> **WHAT NEEDS TO BE DONE**
When a line in the records contains the string "FailureReason", copy that line.

> **DATASET EXTRACT**
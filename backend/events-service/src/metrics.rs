use prometheus::{IntCounterVec, IntGauge, Opts, Registry};
use tracing::warn;

use crate::broker::ConsumerStatus;

/// Label value used when the event source could not be decoded
pub const UNKNOWN_SOURCE: &str = event_schema::UNKNOWN_SOURCE;

/// Why a message was counted in `events_failed_total`
#[derive(Debug, Clone, Copy, PartialEq, Eq, Hash)]
pub enum FailureReason {
    DecodeError,
    MissingIdentity,
    DbError,
    MaxRetriesExceeded,
}

impl FailureReason {
    pub fn as_str(&self) -> &'static str {
        match self {
            FailureReason::DecodeError => "decode_error",
            FailureReason::MissingIdentity => "missing_identity",
            FailureReason::DbError => "db_error",
            FailureReason::MaxRetriesExceeded => "max_retries_exceeded",
        }
    }
}

impl From<&event_schema::DecodeError> for FailureReason {
    fn from(err: &event_schema::DecodeError) -> Self {
        match err {
            event_schema::DecodeError::Malformed(_) => FailureReason::DecodeError,
            event_schema::DecodeError::MissingIdentity { .. } => FailureReason::MissingIdentity,
        }
    }
}

/// Counters and gauges emitted by the pipeline
#[derive(Clone)]
pub struct PipelineMetrics {
    pub received: IntCounterVec,
    pub published: IntCounterVec,
    pub processed: IntCounterVec,
    pub duplicate: IntCounterVec,
    pub failed: IntCounterVec,
    pub consumer_pending: IntGauge,
    pub consumer_ack_pending: IntGauge,
}

impl PipelineMetrics {
    /// Build the metric set and register it on `registry`.
    ///
    /// A registration conflict is logged and the metrics still work locally.
    pub fn new(registry: &Registry) -> Self {
        let received = IntCounterVec::new(
            Opts::new("events_received_total", "Total number of events received"),
            &["source"],
        )
        .expect("valid metric opts for events_received_total");

        let published = IntCounterVec::new(
            Opts::new(
                "events_published_total",
                "Total number of events published to JetStream",
            ),
            &["source", "funnel_stage"],
        )
        .expect("valid metric opts for events_published_total");

        let processed = IntCounterVec::new(
            Opts::new(
                "events_processed_total",
                "Total number of events persisted by the consumer",
            ),
            &["source"],
        )
        .expect("valid metric opts for events_processed_total");

        let duplicate = IntCounterVec::new(
            Opts::new(
                "events_duplicate_total",
                "Total number of duplicate events skipped",
            ),
            &["source"],
        )
        .expect("valid metric opts for events_duplicate_total");

        let failed = IntCounterVec::new(
            Opts::new("events_failed_total", "Total number of failed events"),
            &["source", "reason"],
        )
        .expect("valid metric opts for events_failed_total");

        let consumer_pending = IntGauge::with_opts(Opts::new(
            "jetstream_consumer_pending",
            "Messages in the stream not yet delivered to the consumer",
        ))
        .expect("valid metric opts for jetstream_consumer_pending");

        let consumer_ack_pending = IntGauge::with_opts(Opts::new(
            "jetstream_consumer_ack_pending",
            "Messages delivered to the consumer but not yet acknowledged",
        ))
        .expect("valid metric opts for jetstream_consumer_ack_pending");

        for metric in [
            Box::new(received.clone()) as Box<dyn prometheus::core::Collector>,
            Box::new(published.clone()),
            Box::new(processed.clone()),
            Box::new(duplicate.clone()),
            Box::new(failed.clone()),
            Box::new(consumer_pending.clone()),
            Box::new(consumer_ack_pending.clone()),
        ] {
            if let Err(e) = registry.register(metric) {
                warn!("Failed to register pipeline metric: {}", e);
            }
        }

        Self {
            received,
            published,
            processed,
            duplicate,
            failed,
            consumer_pending,
            consumer_ack_pending,
        }
    }

    pub fn record_received(&self, source: &str) {
        self.received.with_label_values(&[source]).inc();
    }

    pub fn record_published(&self, source: &str, funnel_stage: &str) {
        self.published
            .with_label_values(&[source, funnel_stage])
            .inc();
    }

    pub fn record_processed(&self, source: &str) {
        self.processed.with_label_values(&[source]).inc();
    }

    pub fn record_duplicate(&self, source: &str) {
        self.duplicate.with_label_values(&[source]).inc();
    }

    pub fn record_failed(&self, source: &str, reason: FailureReason) {
        self.failed
            .with_label_values(&[source, reason.as_str()])
            .inc();
    }

    pub fn set_consumer_status(&self, status: &ConsumerStatus) {
        self.consumer_pending
            .set(i64::try_from(status.pending).unwrap_or(i64::MAX));
        self.consumer_ack_pending
            .set(i64::try_from(status.ack_pending).unwrap_or(i64::MAX));
    }
}
//! Bridge between one host document and its root logic node.

use serde_json::{Value, json};
use sohl_core::{
    BuildContext, DocumentContext, DocumentRef, SohlAction, SohlBase, SohlEffect, SohlLogic,
    SohlMap, WorldClock,
};
use tracing::debug;

use crate::error::{Result, RuntimeError};
use crate::logging::PIPELINE_TARGET;
use crate::store::{HostDocument, LOGIC_OBJ};

/// A host document's data model: its persisted snapshot and the logic tree
/// rebuilt from it.
#[derive(Clone, Debug)]
pub struct SohlDataModel {
    document: HostDocument,
    logic: SohlLogic,
}

impl SohlDataModel {
    /// Builds the root logic node from the document's `logicObj`.
    pub fn from_document(document: HostDocument, ctx: &mut BuildContext<'_>) -> Result<Self> {
        let logic = Self::build_logic(&document, ctx)?;
        let mut model = Self { document, logic };
        model.pin_snapshot();
        Ok(model)
    }

    fn build_logic(document: &HostDocument, ctx: &mut BuildContext<'_>) -> Result<SohlLogic> {
        let data = document
            .logic_obj()
            .ok_or_else(|| RuntimeError::MissingLogic(document.reference.clone()))?;
        Ok(ctx.logic_from_data(data, Some(document.reference.clone().into()))?)
    }

    /// Writes the freshly built tree back into the snapshot.
    ///
    /// Building fills in whatever the stored data leaves out: generated ids
    /// and the activation and expiry times of events, which are derived from
    /// the clock. Keeping them in the snapshot fixes those values for every
    /// later rebuild, whether or not the tree has been flushed yet.
    fn pin_snapshot(&mut self) {
        let built = self.logic.to_json();
        if let Some(system) = self.document.system.as_object_mut() {
            if system.get(LOGIC_OBJ) != Some(&built) {
                debug!(
                    target: PIPELINE_TARGET,
                    document = %self.document.reference,
                    "derived fields pinned to snapshot"
                );
                system.insert(LOGIC_OBJ.to_string(), built);
            }
        }
    }

    pub fn reference(&self) -> &DocumentRef {
        &self.document.reference
    }

    pub fn document(&self) -> &HostDocument {
        &self.document
    }

    pub fn logic(&self) -> &SohlLogic {
        &self.logic
    }

    pub fn logic_mut(&mut self) -> &mut SohlLogic {
        &mut self.logic
    }

    /// Replaces the persisted snapshot, typically with what the store
    /// returned from an update. The logic tree is rebuilt on the next
    /// [`prepare_base_data`](Self::prepare_base_data).
    pub fn sync(&mut self, document: HostDocument) {
        self.document = document;
    }

    /// Starts a cycle: rebuilds the tree from the snapshot, pins derived
    /// fields, derives virtual nodes and prepares base data.
    pub fn prepare_base_data(&mut self, ctx: &mut BuildContext<'_>) -> Result<()> {
        self.logic = Self::build_logic(&self.document, ctx)?;
        self.pin_snapshot();

        let doc = DocumentContext {
            document: &self.document.reference,
            name: &self.document.name,
            system: &self.document.system,
        };
        self.logic.create_virtual_logics(&doc, ctx)?;
        self.logic.prepare_base_data()?;

        debug!(
            target: PIPELINE_TARGET,
            document = %self.document.reference,
            logic = self.logic.id(),
            "base data prepared"
        );
        Ok(())
    }

    /// Runs the rest of the cycle with no siblings, for documents that are not
    /// part of an actor.
    pub fn prepare_derived_data(
        &mut self,
        actions: &SohlMap<String, SohlAction>,
        effects: &SohlMap<String, SohlEffect>,
    ) -> Result<()> {
        self.logic.process_effects(effects)?;
        self.logic.process_actions(actions)?;
        sohl_core::with_siblings(&mut [&mut self.logic], |logic, siblings| {
            logic.process_siblings(siblings)
        })?;
        self.logic.post_process()?;
        Ok(())
    }

    /// Partial document data persisting the current tree.
    pub fn logic_patch(&self) -> Value {
        json!({ LOGIC_OBJ: self.logic.to_json() })
    }

    /// Removes expired effects from the tree. Returns them.
    pub fn remove_expired_effects(&mut self, clock: &dyn WorldClock) -> Vec<SohlEffect> {
        self.logic.remove_expired_effects(clock)
    }
}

> **EXERCISE SOLUTION**
pub enum FailureReason {
impl FailureReason {
            FailureReason::DecodeError => "decode_error",
            FailureReason::MissingIdentity => "missing_identity",
            FailureReason::DbError => "db_error",
            FailureReason::MaxRetriesExceeded => "max_retries_exceeded",
impl From<&event_schema::DecodeError> for FailureReason {
            event_schema::DecodeError::Malformed(_) => FailureReason::DecodeError,
            event_schema::DecodeError::MissingIdentity { .. } => FailureReason::MissingIdentity,
    pub fn record_failed(&self, source: &str, reason: FailureReason) {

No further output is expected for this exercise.